Restoration wasn't all that difficult, long hours of cleaning inspecting and repairing. The hardest part was remembering where things went. There is probably around 250 pieces total, so if you can remember their order and have some mechanical skills its not too bad. The only thing I even needed a service manual for was the flywheel air gap, spark plug gap, and carb gasket order. I'de imagine anyone with patience could do this, and it's well worth it in the end.


----------



## Rickytree (Feb 2, 2011)

Next Questions is..... Do you work on Husqies?


----------



## Yerpdog (Feb 2, 2011)

Rickytree said:


> Next Questions is..... Do you work on Husqies?


 
If it's in front of me, I can fix it. But I don't have a history with huskies..


----------



## Matoaca (Feb 6, 2011)

Wow... that really turned out great. You really didn't miss a thing. I've restored saxophones with that kind of attention to detail but never a chainsaw. It looks better than Stihl's new ones, I just hope that after all that time and money it isn't too good to use!

Keep up the good work man!


----------



## PappaWheelie (Mar 8, 2011)

That saw is too nice to use now! Your gonna have to go out and get another saw!


----------



## Dieselpower01 (Mar 22, 2011)

Very nice !!!! I was just given the same saw from a friend who said it didnt run. It was taken to the dealer to be repaired and they told him it needed points (its not the electronic version) and stihl didnt make them anymore so it couldnt be fixed. I took it completely apart and cleaned it (it was soooo dirty) part by part and put it all back together. Checked the spark and it seemed fine. pulled it a few time and it sputtered. 3 more pulls and it came to life. now im excited to restore it back to its formal glory. headed out to the local dealer today to see what they can and can not get. I live in maryland also, did you have it powder coated? Paint seems to be a big issue on here. what did you use? anyways looks awesome, great job


----------



## Yerpdog (Mar 29, 2011)

Dieselpower01 said:


> Very nice !!!! I was just given the same saw from a friend who said it didnt run. It was taken to the dealer to be repaired and they told him it needed points (its not the electronic version) and stihl didnt make them anymore so it couldnt be fixed. I took it completely apart and cleaned it (it was soooo dirty) part by part and put it all back together. Checked the spark and it seemed fine. pulled it a few time and it sputtered. 3 more pulls and it came to life. now im excited to restore it back to its formal glory. headed out to the local dealer today to see what they can and can not get. I live in maryland also, did you have it powder coated? Paint seems to be a big issue on here. what did you use? anyways looks awesome, great job


 
One thing I found that helped was to search Google shopping and e-bay by typing in the part number from an 031AV IPL. But I have a Nova module on mine and it works great compared to points. And yes, I did have it powder coated, but it's pricey and cost me $212. The guy that did it is named Chip from Ship Point Machine Co. and he did an awesome job. I didn't have to clean anything to put it back together. I never looked into getting it painted so I don't know how you'd go about getting it done that way.

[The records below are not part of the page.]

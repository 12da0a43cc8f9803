//! Javonet PHP SDK installer library.
//!
//! Composer installs the Javonet PHP SDK from its Git repository without Git
//! LFS support, so the component archives arrive as small pointer files.
//! This crate replaces those pointers with the released archives and expands
//! the archives into the layout the PSR-4 autoloader expects. It backs the
//! `javonet-download-lfs` and `javonet-extract-packages` binaries.
//!
//! # Modules
//!
//! - [`artefact`] - Streaming downloads and ZIP extraction
//! - [`cli`] - Command-line argument definitions
//! - [`download_flow`] - Pointer detection and download driver
//! - [`error`] - Run-level error types
//! - [`extract_flow`] - Component extraction driver
//! - [`lfs`] - Git LFS pointer detection and package scanning
//! - [`lockfile`] - SDK version detection from `composer.lock`
//! - [`output`] - Console line writing and number formatting

pub mod artefact;
pub mod cli;
pub mod download_flow;
pub mod error;
pub mod extract_flow;
pub mod lfs;
pub mod lockfile;
pub mod output;

#[cfg(any(test, feature = "test-support"))]
pub mod test_utils;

If I can help just let me know.


----------



## Yerpdog (Mar 29, 2011)

For those who were wondering here is what it looked like before..




































And here it is after restoration, back at work.


----------



## Yerpdog (Mar 29, 2011)

PappaWheelie said:


> That saw is too nice to use now! Your gonna have to go out and get another saw!


 
Nope, this thing was built to work.. I'm just keeping it that way longer than intended. It's already full of wood chips..


----------



## Rookie1 (Mar 29, 2011)

Nice job!


----------



## Joe46 (Apr 6, 2011)

You did very well! My 1st saw was a 031. Always wished I'd kept it.


----------



## Stihl Rules (Apr 29, 2011)

I have one that was my dads saw, he is gone now it would be cool to do this to that saw.


----------



## tallguys (Sep 6, 2011)

Stihl Rules said:


> I have one that was my dads saw, he is gone now it would be cool to do this to that saw.


 
I'm in the same boat. I have my grandfather's 031AV and its seen better days. I'd love to give it the same treatment the OP bestowed upon his. What a beautiful saw, looks better than the new ones!


----------



## From009to090 (Sep 14, 2011)

NICE Restoration, too nice to use! 
I still use my 031av now and then, but not too often. It still has its original OEM nice paint job, but its too loud for these old ears of mine.


----------



## Yerpdog (Oct 18, 2011)

tallguys said:


> I'm in the same boat. I have my grandfather's 031AV and its seen better days. I'd love to give it the same treatment the OP bestowed upon his. What a beautiful saw, looks better than the new ones!


 
It's not all that difficult, just takes time and patience.. And it's well worth it.. After hurricane Irene hit the area not to long ago that saw has had about 75 hours put on it.. Just about every fallen tree in the entire neighbor hood has gotten some sort of action from the old girl. Runs like a champ and even had to by some Dyneema rope for the pull started so I wouldn't have to worry about breaking it all the time.


----------